Florida Agency Shuts the Book on Southwest Expressway Expansion

BRADENTON, Fla. — The Southwest Florida Expressway Authority had the potential to issue hundreds of millions in bonds for a toll-road project that was once estimated to cost nearly $1 billion.

Five years ago planning for the project got underway because traffic was snarled at peak times along a 26-mile-long stretch of Interstate 75 between Fort Myers and Naples — a main route from Lee County to Collier County for workers, residents, and tourists in one of the fastest-growing regions in the country.

Today, the Expressway Authority is planning to unwind operations because traffic, like real estate values, plummeted in the wake of the economic downturn that has hit the southwest Florida coast particularly hard.

“It really is a victim of the economic times,” said the agency’s bond counsel, Joseph Stanton, a partner at the law firm Broad and Cassel.

“From everything I saw, the studies that were done and the reports I read, I-75 is such a major artery there will be a need to address congestion issues in the future, at some point,” he said. “The question is who is going to take on the project.”

At the behest of officials and drivers in Lee and Collier counties, state lawmakers approved a bill establishing the SFEA with bonding authority in 2005 and then Gov. Jeb Bush signed a law creating the state’s 10th expressway authority.

The authority’s prime responsibility was studying ways to accelerate the expansion of I-75 more quickly than plans by the Florida Department of Transportation, which was to occur in phases over decades.

Studies showed then that the four-lane interstate would eventually need significant widening much sooner to handle growth.

With a $1.26 million start-up loan from FDOT, and $925,000 in loans from the two counties, the SFEA contracted with Wilbur Smith Associates as project manager and to do traffic and revenue studies on various configurations, including adding express toll lanes on I-75. The Florida Turnpike Enterprise conducted similar studies.

Two investment-grade traffic and revenue studies were produced.

The authority hired Broad and Cassel as bond counsel and Public Financial Management Inc. as financial adviser to prepare funding and financing analyses, including the potential use of a public-private partnership.

In early 2007, during the height of the real estate bubble, the search for an executive director was eventually called off when the Legislature began considering bills to order local government cutbacks in escalating property taxes. Subsequently, Collier County commissioners significantly cut their contribution to the Expressway Authority.

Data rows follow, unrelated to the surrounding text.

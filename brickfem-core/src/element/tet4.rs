//! 4-node tetrahedron (Tet4) element, the P1 Lagrange basis.
//!
//! - 4 nodes at vertices
//! - Constant gradients, hence constant strain/stress within a convex
//!
//! # Shape Functions
//!
//! Linear shape functions in terms of barycentric coordinates (L1, L2, L3, L4):
//! - N_i = L_i where sum(L_i) = 1
//!
//! # Limitations
//!
//! - Volumetric locking in nearly incompressible materials (ν → 0.5)
//! - Not inf-sup stable with a piecewise constant pressure

use crate::element::Element;

/// 4-node tetrahedral element (constant strain tetrahedron).
#[derive(Debug, Clone, Copy, Default)]
pub struct Tet4;

impl Tet4 {
    /// Create a new Tet4 element.
    pub fn new() -> Self {
        Self
    }
}

impl Element for Tet4 {
    fn n_nodes(&self) -> usize {
        4
    }

    fn degree(&self) -> usize {
        1
    }

    fn nodes(&self) -> Vec<[f64; 4]> {
        vec![
            [1.0, 0.0, 0.0, 0.0],
            [0.0, 1.0, 0.0, 0.0],
            [0.0, 0.0, 1.0, 0.0],
            [0.0, 0.0, 0.0, 1.0],
        ]
    }

    fn shape_functions(&self, l: &[f64; 4]) -> Vec<f64> {
        l.to_vec()
    }

    fn shape_derivatives_barycentric(&self, _l: &[f64; 4]) -> [Vec<f64>; 4] {
        // dN_i/dL_k = δ_ik
        [
            vec![1.0, 0.0, 0.0, 0.0],
            vec![0.0, 1.0, 0.0, 0.0],
            vec![0.0, 0.0, 1.0, 0.0],
            vec![0.0, 0.0, 0.0, 1.0],
        ]
    }
}

#[cfg(test)]
mod tests {
    use super::*;
    use crate::element::Geometry;
    use crate::types::Point3;
    use approx::assert_relative_eq;
    use nalgebra::Vector3;

    #[test]
    fn test_partition_of_unity() {
        let n = Tet4::new().shape_functions(&[0.1, 0.2, 0.3, 0.4]);
        assert_relative_eq!(n.iter().sum::<f64>(), 1.0, epsilon = 1e-15);
    }

    #[test]
    fn test_kronecker_property() {
        let element = Tet4::new();
        for (i, node) in element.nodes().iter().enumerate() {
            let n = element.shape_functions(node);
            for (j, &v) in n.iter().enumerate() {
                assert_relative_eq!(v, if i == j { 1.0 } else { 0.0 });
            }
        }
    }

    #[test]
    fn test_unit_tet_gradients() {
        // Unit tet: ∇N1 = (-1,-1,-1), ∇N2 = e_x, ∇N3 = e_y, ∇N4 = e_z
        let g = Geometry::new([
            Point3::new(0.0, 0.0, 0.0),
            Point3::new(1.0, 0.0, 0.0),
            Point3::new(0.0, 1.0, 0.0),
            Point3::new(0.0, 0.0, 1.0),
        ])
        .unwrap();
        let grads = g.gradients(&Tet4::new(), &[0.25; 4]);
        assert_relative_eq!(grads[0], Vector3::new(-1.0, -1.0, -1.0), epsilon = 1e-14);
        assert_relative_eq!(grads[1], Vector3::new(1.0, 0.0, 0.0), epsilon = 1e-14);
        assert_relative_eq!(grads[2], Vector3::new(0.0, 1.0, 0.0), epsilon = 1e-14);
        assert_relative_eq!(grads[3], Vector3::new(0.0, 0.0, 1.0), epsilon = 1e-14);
    }
}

The SFEA continued studying alternative projects while FDOT moved forward with the first phase of its planned projects, widening the four-lane interstate to six lanes. That project has since been completed.

When the real estate bubble burst and the credit markets subsequently blew up in 2008, traffic began to decline, though some of the authority’s presentations predicted the decline would not last long.

However, the recession and prolonged economic downturn took its toll on traffic levels, which could no longer support a viable project.

Early this year, the authority’s board voted to investigate disbanding itself.

While there once was enough traffic to support toll-revenue bonds, it could now take nearly a decade before traffic levels generate a viable project, according to William Barton, a retired engineer and chairman of the SFEA’s board.

Barton takes a philosophical view of the funds that have already been spent to hire consultants and undertake studies that now must be shelved.

“Throughout life, we humans start down a pathway with a certain bit of knowledge in our grasp and when that data changes dramatically then, of course, your path has to change as well,” he said. “We had a viable agency that is now meeting its demise for reasons well beyond the control of the organization. None of us can control the economy.”

Barton is glad that the economy changed when it did rather than two years later when the authority would have spent much more time and money on consultants, he said.

In just a couple of years, the it might have issued “seed money” bonds for its project, he said, adding: “Fortunately, we didn’t have to make those kinds of decision.”

Of the start-up funding the authority received, about $150,000 remains unspent from the county loans while about $80,000 remains unspent of the loan from FDOT, according to Amy Davies with Wilbur Smith Associates.

“We’ve been operating in a slow-down mode,” Davis said.

The authority is currently waiting to hear about the disposition of the FDOT loans and whether they must be repaid before taking the final steps toward official disbandment, which may require an act of the Legislature.

“I think for the information gathered the money has been spent well,” Stanton said. “There is good information out there about what the projections are and the anticipated traffic on I-75.”

If the widening project becomes viable in the future, Stanton said the Expressway Authority’s studies would still be useful.

Once the status of the FDOT loan is known, the authority will present that information and its recommendation for disbandment to Lee and Collier county commissioners for concurrence, he said, adding that ultimately the authority most likely will request that the Legislature dissolve the agency.

The SFEA expects to meet to begin that process in the first quarter of the year.